Action item - Filter the entries for the string "Option". Copy each line that has it.

·····

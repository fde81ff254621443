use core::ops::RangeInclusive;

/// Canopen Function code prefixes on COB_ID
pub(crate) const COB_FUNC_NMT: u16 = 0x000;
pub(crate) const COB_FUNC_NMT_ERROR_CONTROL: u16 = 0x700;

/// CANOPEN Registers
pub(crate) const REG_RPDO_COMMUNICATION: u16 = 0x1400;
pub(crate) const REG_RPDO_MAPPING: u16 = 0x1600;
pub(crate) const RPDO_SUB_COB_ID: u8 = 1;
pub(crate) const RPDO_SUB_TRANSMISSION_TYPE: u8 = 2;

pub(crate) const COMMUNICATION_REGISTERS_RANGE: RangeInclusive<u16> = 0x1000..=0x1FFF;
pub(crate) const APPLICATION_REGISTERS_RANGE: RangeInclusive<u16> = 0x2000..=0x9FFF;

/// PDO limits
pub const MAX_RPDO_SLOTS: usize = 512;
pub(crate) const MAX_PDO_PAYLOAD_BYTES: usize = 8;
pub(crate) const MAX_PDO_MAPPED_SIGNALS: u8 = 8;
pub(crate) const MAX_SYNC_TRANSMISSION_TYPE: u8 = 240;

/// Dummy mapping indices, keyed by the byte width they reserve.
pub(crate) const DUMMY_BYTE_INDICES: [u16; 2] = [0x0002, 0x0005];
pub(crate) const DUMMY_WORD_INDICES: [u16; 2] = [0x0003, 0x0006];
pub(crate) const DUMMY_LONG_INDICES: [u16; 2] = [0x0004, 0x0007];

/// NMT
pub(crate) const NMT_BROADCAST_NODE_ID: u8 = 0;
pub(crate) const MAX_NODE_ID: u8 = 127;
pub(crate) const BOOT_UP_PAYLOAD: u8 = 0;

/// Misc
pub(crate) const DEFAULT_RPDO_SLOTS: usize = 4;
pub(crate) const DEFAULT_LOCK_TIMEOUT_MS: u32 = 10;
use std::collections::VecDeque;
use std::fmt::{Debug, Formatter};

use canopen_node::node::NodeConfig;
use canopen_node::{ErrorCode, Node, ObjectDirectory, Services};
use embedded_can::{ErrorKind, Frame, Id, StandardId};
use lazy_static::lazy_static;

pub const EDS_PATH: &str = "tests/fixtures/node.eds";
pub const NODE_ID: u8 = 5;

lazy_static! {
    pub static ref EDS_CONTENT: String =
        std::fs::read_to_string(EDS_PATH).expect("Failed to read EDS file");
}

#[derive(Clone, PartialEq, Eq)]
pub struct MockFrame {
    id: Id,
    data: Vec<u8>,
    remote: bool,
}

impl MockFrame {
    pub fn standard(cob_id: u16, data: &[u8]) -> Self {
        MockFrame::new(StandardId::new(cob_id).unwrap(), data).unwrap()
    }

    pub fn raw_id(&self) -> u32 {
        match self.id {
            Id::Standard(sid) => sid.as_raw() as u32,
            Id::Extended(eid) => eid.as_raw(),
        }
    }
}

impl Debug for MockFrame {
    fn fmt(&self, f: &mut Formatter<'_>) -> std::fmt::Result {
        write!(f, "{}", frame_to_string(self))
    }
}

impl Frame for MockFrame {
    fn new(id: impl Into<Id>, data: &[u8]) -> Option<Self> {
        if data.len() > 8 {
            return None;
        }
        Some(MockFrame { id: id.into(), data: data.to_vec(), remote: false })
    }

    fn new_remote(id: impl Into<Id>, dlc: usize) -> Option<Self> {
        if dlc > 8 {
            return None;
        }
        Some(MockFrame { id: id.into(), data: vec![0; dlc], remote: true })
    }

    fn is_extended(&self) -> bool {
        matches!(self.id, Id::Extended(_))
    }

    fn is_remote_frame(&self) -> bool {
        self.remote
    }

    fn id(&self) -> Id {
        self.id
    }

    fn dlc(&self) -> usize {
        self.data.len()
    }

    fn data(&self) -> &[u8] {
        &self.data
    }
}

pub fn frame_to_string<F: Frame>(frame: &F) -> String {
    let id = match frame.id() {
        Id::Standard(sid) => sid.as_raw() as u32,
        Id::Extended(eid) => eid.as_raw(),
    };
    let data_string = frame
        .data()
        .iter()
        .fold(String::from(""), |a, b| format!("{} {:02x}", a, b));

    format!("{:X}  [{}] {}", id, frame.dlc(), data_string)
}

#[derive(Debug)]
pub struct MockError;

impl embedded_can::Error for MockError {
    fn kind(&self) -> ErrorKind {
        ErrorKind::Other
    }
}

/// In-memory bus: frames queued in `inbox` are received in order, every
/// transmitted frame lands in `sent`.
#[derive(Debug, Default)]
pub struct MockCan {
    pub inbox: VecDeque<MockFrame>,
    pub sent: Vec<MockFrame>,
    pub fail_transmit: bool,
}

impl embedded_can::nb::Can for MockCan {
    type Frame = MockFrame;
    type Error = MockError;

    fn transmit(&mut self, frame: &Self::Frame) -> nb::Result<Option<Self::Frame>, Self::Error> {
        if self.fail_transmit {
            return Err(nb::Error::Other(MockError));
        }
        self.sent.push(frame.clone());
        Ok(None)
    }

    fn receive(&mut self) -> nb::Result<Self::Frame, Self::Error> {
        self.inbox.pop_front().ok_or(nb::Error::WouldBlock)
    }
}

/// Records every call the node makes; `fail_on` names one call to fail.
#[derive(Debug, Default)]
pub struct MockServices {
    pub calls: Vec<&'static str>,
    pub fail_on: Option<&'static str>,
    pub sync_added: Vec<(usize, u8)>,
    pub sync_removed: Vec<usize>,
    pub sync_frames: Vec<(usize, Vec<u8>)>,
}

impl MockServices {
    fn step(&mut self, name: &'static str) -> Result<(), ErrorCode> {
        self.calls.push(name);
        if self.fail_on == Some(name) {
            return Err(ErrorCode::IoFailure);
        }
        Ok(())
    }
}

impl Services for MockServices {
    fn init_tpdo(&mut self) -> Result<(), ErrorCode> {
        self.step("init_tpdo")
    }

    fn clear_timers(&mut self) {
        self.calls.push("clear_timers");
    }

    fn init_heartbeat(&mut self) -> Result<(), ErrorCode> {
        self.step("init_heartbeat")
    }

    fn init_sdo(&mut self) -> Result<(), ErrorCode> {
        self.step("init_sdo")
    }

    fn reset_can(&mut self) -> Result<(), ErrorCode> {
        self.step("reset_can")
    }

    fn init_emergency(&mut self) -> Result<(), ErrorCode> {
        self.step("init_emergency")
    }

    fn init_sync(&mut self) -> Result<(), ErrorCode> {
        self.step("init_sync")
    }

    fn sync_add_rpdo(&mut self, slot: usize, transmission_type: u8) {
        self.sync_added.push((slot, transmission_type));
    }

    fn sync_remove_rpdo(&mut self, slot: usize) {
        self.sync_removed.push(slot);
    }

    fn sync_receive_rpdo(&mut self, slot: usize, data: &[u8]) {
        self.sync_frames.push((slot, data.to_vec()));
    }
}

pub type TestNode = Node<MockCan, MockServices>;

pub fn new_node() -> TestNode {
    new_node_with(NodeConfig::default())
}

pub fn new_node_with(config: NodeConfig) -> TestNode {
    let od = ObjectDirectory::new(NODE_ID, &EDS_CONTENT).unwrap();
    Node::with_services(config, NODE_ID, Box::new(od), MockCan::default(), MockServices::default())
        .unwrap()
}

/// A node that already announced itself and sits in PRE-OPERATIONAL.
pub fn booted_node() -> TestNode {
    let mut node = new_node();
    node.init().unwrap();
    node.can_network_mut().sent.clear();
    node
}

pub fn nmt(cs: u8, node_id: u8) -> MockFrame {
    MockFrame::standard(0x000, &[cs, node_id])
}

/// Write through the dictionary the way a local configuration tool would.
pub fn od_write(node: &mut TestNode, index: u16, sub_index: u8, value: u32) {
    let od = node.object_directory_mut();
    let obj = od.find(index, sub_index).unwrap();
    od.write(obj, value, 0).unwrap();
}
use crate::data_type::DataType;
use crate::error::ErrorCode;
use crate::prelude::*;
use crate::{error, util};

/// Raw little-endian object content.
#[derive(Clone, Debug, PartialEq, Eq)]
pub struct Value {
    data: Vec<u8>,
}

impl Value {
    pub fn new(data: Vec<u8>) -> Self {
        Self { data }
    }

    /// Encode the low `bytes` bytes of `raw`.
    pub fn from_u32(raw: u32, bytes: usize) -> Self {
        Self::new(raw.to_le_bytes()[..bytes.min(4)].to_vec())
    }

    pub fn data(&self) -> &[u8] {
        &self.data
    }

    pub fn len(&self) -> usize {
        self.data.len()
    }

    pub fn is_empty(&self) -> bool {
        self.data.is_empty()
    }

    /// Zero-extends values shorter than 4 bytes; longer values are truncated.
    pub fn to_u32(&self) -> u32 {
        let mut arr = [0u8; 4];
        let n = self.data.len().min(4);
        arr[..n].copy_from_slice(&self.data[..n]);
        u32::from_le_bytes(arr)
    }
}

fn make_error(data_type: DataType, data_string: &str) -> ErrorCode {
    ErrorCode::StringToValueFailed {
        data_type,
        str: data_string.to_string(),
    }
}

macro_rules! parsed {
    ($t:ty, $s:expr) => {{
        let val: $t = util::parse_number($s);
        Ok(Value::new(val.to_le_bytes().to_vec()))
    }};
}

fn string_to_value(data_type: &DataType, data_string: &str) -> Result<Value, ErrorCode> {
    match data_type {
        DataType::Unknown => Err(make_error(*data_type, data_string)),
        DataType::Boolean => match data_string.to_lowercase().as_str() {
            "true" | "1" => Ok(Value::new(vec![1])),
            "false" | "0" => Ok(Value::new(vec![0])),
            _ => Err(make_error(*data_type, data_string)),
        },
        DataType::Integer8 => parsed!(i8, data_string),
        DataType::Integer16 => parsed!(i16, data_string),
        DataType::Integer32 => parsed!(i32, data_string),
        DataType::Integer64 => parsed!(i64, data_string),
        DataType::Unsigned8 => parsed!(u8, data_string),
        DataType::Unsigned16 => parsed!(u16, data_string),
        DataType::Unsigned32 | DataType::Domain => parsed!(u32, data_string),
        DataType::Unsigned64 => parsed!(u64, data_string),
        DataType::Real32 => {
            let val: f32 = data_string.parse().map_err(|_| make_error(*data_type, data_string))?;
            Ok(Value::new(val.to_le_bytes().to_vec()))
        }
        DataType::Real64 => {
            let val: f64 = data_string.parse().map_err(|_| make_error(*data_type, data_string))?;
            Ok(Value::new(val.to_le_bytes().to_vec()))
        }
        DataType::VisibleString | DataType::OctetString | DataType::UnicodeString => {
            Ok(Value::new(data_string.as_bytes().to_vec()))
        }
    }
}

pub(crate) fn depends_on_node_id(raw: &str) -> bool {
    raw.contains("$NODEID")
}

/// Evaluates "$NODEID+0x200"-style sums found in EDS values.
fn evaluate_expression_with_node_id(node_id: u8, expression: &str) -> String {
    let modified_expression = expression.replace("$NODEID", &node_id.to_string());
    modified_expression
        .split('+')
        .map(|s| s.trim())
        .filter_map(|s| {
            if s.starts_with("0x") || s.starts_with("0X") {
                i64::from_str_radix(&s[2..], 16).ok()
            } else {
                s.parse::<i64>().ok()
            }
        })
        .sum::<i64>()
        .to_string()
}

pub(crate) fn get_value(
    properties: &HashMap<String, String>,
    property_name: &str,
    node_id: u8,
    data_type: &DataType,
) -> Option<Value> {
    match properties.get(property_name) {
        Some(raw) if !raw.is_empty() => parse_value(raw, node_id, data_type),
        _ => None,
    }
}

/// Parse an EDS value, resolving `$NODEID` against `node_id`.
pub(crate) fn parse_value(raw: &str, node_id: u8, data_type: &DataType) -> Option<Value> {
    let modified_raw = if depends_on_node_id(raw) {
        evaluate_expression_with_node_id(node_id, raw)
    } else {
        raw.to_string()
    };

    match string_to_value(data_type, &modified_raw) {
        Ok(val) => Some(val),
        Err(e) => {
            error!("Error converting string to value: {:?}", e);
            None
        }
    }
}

·····

Response to this task -
    fn new(id: impl Into<Id>, data: &[u8]) -> Option<Self> {
    fn new_remote(id: impl Into<Id>, dlc: usize) -> Option<Self> {
    fn transmit(&mut self, frame: &Self::Frame) -> nb::Result<Option<Self::Frame>, Self::Error> {
    pub fail_on: Option<&'static str>,
) -> Option<Value> {
pub(crate) fn parse_value(raw: &str, node_id: u8, data_type: &DataType) -> Option<Value> {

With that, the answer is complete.